//! Canvas document and element-list operations.
//!
//! The element list is ordered: index 0 is painted first (bottom of the
//! stack) and the last element is on top.

use crate::shapes::{Element, ElementId};
use kurbo::{Point, Rect};
use serde::{Deserialize, Serialize};
use uuid::Uuid;

#[cfg(not(target_arch = "wasm32"))]
use std::time::{SystemTime, UNIX_EPOCH};
#[cfg(target_arch = "wasm32")]
use web_time::{SystemTime, UNIX_EPOCH};

/// Title given to new or unloadable documents.
pub const UNTITLED: &str = "Untitled";

/// Milliseconds since the Unix epoch.
pub fn now_millis() -> u64 {
    SystemTime::now()
        .duration_since(UNIX_EPOCH)
        .map(|d| d.as_millis() as u64)
        .unwrap_or(0)
}

/// A persisted canvas document.
#[derive(Debug, Clone, PartialEq, Serialize, Deserialize)]
#[serde(rename_all = "camelCase")]
pub struct CanvasDocument {
    /// Unique document identifier.
    pub id: String,
    /// Document title.
    pub title: String,
    /// Owner, assigned by the hosting backend.
    #[serde(default)]
    pub owner_id: Option<String>,
    #[serde(default)]
    pub created_at: u64,
    #[serde(default)]
    pub updated_at: u64,
    /// Elements in paint order.
    #[serde(default)]
    pub elements: Vec<Element>,
}

impl Default for CanvasDocument {
    fn default() -> Self {
        Self::new()
    }
}

impl CanvasDocument {
    /// Create a new empty document with a fresh id.
    pub fn new() -> Self {
        Self::empty(Uuid::new_v4().to_string())
    }

    /// Create an empty "Untitled" document with the given id.
    pub fn empty(id: impl Into<String>) -> Self {
        let now = now_millis();
        Self {
            id: id.into(),
            title: UNTITLED.to_string(),
            owner_id: None,
            created_at: now,
            updated_at: now,
            elements: Vec::new(),
        }
    }

    /// Check if the document has no elements.
    pub fn is_empty(&self) -> bool {
        self.elements.is_empty()
    }

    /// Get the number of elements.
    pub fn len(&self) -> usize {
        self.elements.len()
    }

    /// Serialize the document to JSON.
    pub fn to_json(&self) -> Result<String, serde_json::Error> {
        serde_json::to_string_pretty(self)
    }

    /// Deserialize a document from JSON.
    pub fn from_json(json: &str) -> Result<Self, serde_json::Error> {
        serde_json::from_str(json)
    }
}

/// Position of an element in paint order.
pub fn index_of(elements: &[Element], id: ElementId) -> Option<usize> {
    elements.iter().position(|e| e.id == id)
}

/// Get an element by id.
pub fn find(elements: &[Element], id: ElementId) -> Option<&Element> {
    elements.iter().find(|e| e.id == id)
}

/// Get a mutable element by id.
pub fn find_mut(elements: &mut [Element], id: ElementId) -> Option<&mut Element> {
    elements.iter_mut().find(|e| e.id == id)
}

/// Topmost visible element under a model-space point.
pub fn element_at(elements: &[Element], point: Point, tolerance: f64) -> Option<&Element> {
    elements.iter().rev().find(|e| e.hit_test(point, tolerance))
}

/// Union of the bounding boxes of the given elements.
pub fn combined_bounds<'a>(elements: impl IntoIterator<Item = &'a Element>) -> Option<Rect> {
    elements
        .into_iter()
        .map(Element::bounds)
        .reduce(|acc, b| acc.union(b))
}

/// Move the given elements to the top of the stack, keeping their relative
/// order. Returns true if the order changed.
pub fn bring_to_front(elements: &mut Vec<Element>, ids: &[ElementId]) -> bool {
    let before: Vec<ElementId> = elements.iter().map(|e| e.id).collect();
    let (mut moved, rest): (Vec<Element>, Vec<Element>) =
        elements.drain(..).partition(|e| ids.contains(&e.id));
    elements.extend(rest);
    elements.append(&mut moved);
    order_changed(elements, &before)
}

/// Move the given elements to the bottom of the stack, keeping their
/// relative order. Returns true if the order changed.
pub fn send_to_back(elements: &mut Vec<Element>, ids: &[ElementId]) -> bool {
    let before: Vec<ElementId> = elements.iter().map(|e| e.id).collect();
    let (mut moved, rest): (Vec<Element>, Vec<Element>) =
        elements.drain(..).partition(|e| ids.contains(&e.id));
    moved.extend(rest);
    *elements = moved;
    order_changed(elements, &before)
}

/// Swap each given element with its upper neighbour. Elements already on
/// top, or blocked by another moved element, stay put.
pub fn bring_forward(elements: &mut [Element], ids: &[ElementId]) -> bool {
    let mut changed = false;
    for i in (0..elements.len().saturating_sub(1)).rev() {
        if ids.contains(&elements[i].id) && !ids.contains(&elements[i + 1].id) {
            elements.swap(i, i + 1);
            changed = true;
        }
    }
    changed
}

/// Swap each given element with its lower neighbour. Elements already at
/// the bottom, or blocked by another moved element, stay put.
pub fn send_backward(elements: &mut [Element], ids: &[ElementId]) -> bool {
    let mut changed = false;
    for i in 1..elements.len() {
        if ids.contains(&elements[i].id) && !ids.contains(&elements[i - 1].id) {
            elements.swap(i, i - 1);
            changed = true;
        }
    }
    changed
}

fn order_changed(elements: &[Element], before: &[ElementId]) -> bool {
    elements.iter().map(|e| e.id).ne(before.iter().copied())
}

WHAT IS REQUIRED:
In the listing above, find the line holding "let now = now_millis();" and the line holding "a model-space point.", then output those two lines and every line between them exactly.

RESULT:
        let now = now_millis();
        Self {
            id: id.into(),
            title: UNTITLED.to_string(),
            owner_id: None,
            created_at: now,
            updated_at: now,
            elements: Vec::new(),
        }
    }

    /// Check if the document has no elements.
    pub fn is_empty(&self) -> bool {
        self.elements.is_empty()
    }

    /// Get the number of elements.
    pub fn len(&self) -> usize {
        self.elements.len()
    }

    /// Serialize the document to JSON.
    pub fn to_json(&self) -> Result<String, serde_json::Error> {
        serde_json::to_string_pretty(self)
    }

    /// Deserialize a document from JSON.
    pub fn from_json(json: &str) -> Result<Self, serde_json::Error> {
        serde_json::from_str(json)
    }
}

/// Position of an element in paint order.
pub fn index_of(elements: &[Element], id: ElementId) -> Option<usize> {
    elements.iter().position(|e| e.id == id)
}

/// Get an element by id.
pub fn find(elements: &[Element], id: ElementId) -> Option<&Element> {
    elements.iter().find(|e| e.id == id)
}

/// Get a mutable element by id.
pub fn find_mut(elements: &mut [Element], id: ElementId) -> Option<&mut Element> {
    elements.iter_mut().find(|e| e.id == id)
}

/// Topmost visible element under a model-space point.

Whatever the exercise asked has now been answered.